最近、「HACCP義務化」の報道をよく目にします。TPP(環太平洋パートナーシップ協定)に伴う食料品の輸出強化や政府が2013年に提示した日本再興戦略(JAPAN is BACK)に記されている「2020年に農林水産物・食品の輸出額を1兆円(現状4,500億円)とする」に従いますと、食品衛生管理の国際標準化は避けられない大きな課題と言えます。その課題をクリアするため、「HACCP義務化」に向けた取り組みが行政で動いているようです。世界的に「HACCP義務化」をしている国は増えており、アメリカやEUをはじめ、カナダやオーストラリアや台湾及び韓国等が条件付きで段階的に義務化を行っています。国内では、1996年の「総合衛生管理製造過程の承認(現在約1,200施設承認)以降、さまざまな形で普及させようと取り組んできましたが、「義務化」に向けた方向転換は最近のことです。私個人の意見として、HACCPは「義務化」よりも「一般的衛生管理」の取り組みを徹底させ、「普及」を目指した方が良いと思っているのが本音です。(世界情勢の流れによる「HACCP義務化」の流れは避けられない状況にあるのでしょう。)
 HACCPは食品衛生の管理手法としては高度であり、義務化を目指すにしても、その前提条件となる「一般的衛生管理」がきちんと取り組まれていることが必要となります。それ故、「HACCP義務化」は大変な取り組みとなるのです。現時点で中小企業の食品関連施設でHACCPを導入している企業は約3割程度(農林水産省のデータ)です。零細企業に関してはそれ以下となりますので食品関連企業全体の大半がHACCPの未導入ということになります。未導入の企業は、一般的衛生管理(食品衛生法での管理運営基準)に関しても、きちんと取り組まれていない状況にあると思われます。

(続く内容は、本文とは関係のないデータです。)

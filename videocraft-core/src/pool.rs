//! Worker pool (§4.10, C10) — N long-lived workers pulling job ids off a
//! bounded queue. `submit` never suspends: a full queue is backpressure, not
//! a wait, rejected immediately by checking queue capacity before pushing
//! rather than blocking the caller.

use crate::error::CoreError;
use futures::future::join_all;
use std::future::Future;
use std::pin::Pin;
use std::sync::{Arc, Mutex};
use std::time::Duration;
use tokio::sync::mpsc;
use tokio::task::JoinHandle;
use tracing::{debug, warn};
use uuid::Uuid;

type Handler = dyn Fn(Uuid) -> Pin<Box<dyn Future<Output = ()> + Send>> + Send + Sync;

pub struct WorkerPool {
    job_tx: Mutex<Option<mpsc::Sender<Uuid>>>,
    handles: Mutex<Vec<JoinHandle<()>>>,
}

impl WorkerPool {
    /// Start `workers` long-lived tasks sharing a queue of capacity
    /// `queue_capacity`. `handler` is invoked once per dequeued job id; it
    /// is responsible for its own error handling (the pipeline driver, C11,
    /// never lets an error escape as a panic).
    pub fn start<F, Fut>(workers: usize, queue_capacity: usize, handler: F) -> Self
    where
        F: Fn(Uuid) -> Fut + Send + Sync + 'static,
        Fut: Future<Output = ()> + Send + 'static,
    {
        let (tx, rx) = mpsc::channel(queue_capacity);
        let rx = Arc::new(tokio::sync::Mutex::new(rx));
        let handler: Arc<Handler> = Arc::new(move |id| Box::pin(handler(id)));

        let mut handles = Vec::with_capacity(workers);
        for worker_id in 0..workers {
            let rx = rx.clone();
            let handler = handler.clone();
            handles.push(tokio::spawn(async move {
                worker_loop(worker_id, rx, handler).await;
            }));
        }

        Self {
            job_tx: Mutex::new(Some(tx)),
            handles: Mutex::new(handles),
        }
    }

    /// Enqueue `job_id`. Never suspends: a full queue or a stopped pool is
    /// reported immediately rather than waited on.
    pub fn submit(&self, job_id: Uuid) -> Result<(), CoreError> {
        let guard = self.job_tx.lock().expect("job_tx mutex poisoned");
        match guard.as_ref() {
            Some(tx) => match tx.try_send(job_id) {
                Ok(()) => Ok(()),
                Err(mpsc::error::TrySendError::Full(_)) => Err(CoreError::Overloaded),
                Err(mpsc::error::TrySendError::Closed(_)) => {
                    Err(CoreError::Internal("worker pool stopped".to_string()))
                }
            },
            None => Err(CoreError::Internal("worker pool stopped".to_string())),
        }
    }

    /// Stop accepting new jobs, let workers drain whatever is already
    /// queued, and wait up to `budget` for every worker to exit.
    pub async fn stop(&self, budget: Duration) -> Result<(), CoreError> {
        {
            let mut guard = self.job_tx.lock().expect("job_tx mutex poisoned");
            guard.take();
        }
        let handles = {
            let mut handles = self.handles.lock().expect("handles mutex poisoned");
            std::mem::take(&mut *handles)
        };

        match tokio::time::timeout(budget, join_all(handles)).await {
            Ok(_) => Ok(()),
            Err(_) => {
                warn!("worker pool did not drain within the stop budget");
                Err(CoreError::Internal(
                    "worker pool did not stop within budget".to_string(),
                ))
            }
        }
    }
}

async fn worker_loop(
    worker_id: usize,
    rx: Arc<tokio::sync::Mutex<mpsc::Receiver<Uuid>>>,
    handler: Arc<Handler>,
) {
    loop {
        let job_id = {
            let mut rx = rx.lock().await;
            rx.recv().await
        };
        match job_id {
            Some(job_id) => {
                debug!(worker_id, %job_id, "worker picked up job");
                handler(job_id).await;
            }
            None => break,
        }
    }
    debug!(worker_id, "worker exiting");
}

現状「HACCP導入」には多額な資金が必要となる誤解があります。恐らく、HACCPは年商100億円以上の企業は9割程度(農林水産省のデータ)が導入しており、その大企業が豊富な資金を用いて導入した情報や施設・設備の導入及び改築が必要という情報が誤解の根源にあると思われます。実際には、管理運営基準に危害分析を加えた内容で導入出来る(現状、選択基準として管理運営基準にはHACCP導入型基準が策定されている)ので、弊社が認証機関として認定している「群馬県食品自主衛生管理認証制度」の認証施設は、導入に対して資金が必要ではないことが理解できると思います。また、認証制度の内容に危害分析プラスαで、「HACCP導入」となることから「一般的衛生管理」の重要性も理解して頂けると思います。現状、「群馬県食品自主衛生管理認証制度」の認証施設は30施設程度です。認証施設の経営者や管理者は、認証取得後に「従業員の衛生意識の変化」や「取引先からの評価の高まり」等のメリットを上げています。輸出以外に関してもメリットはありますので、早めに取り組むことをお勧めします。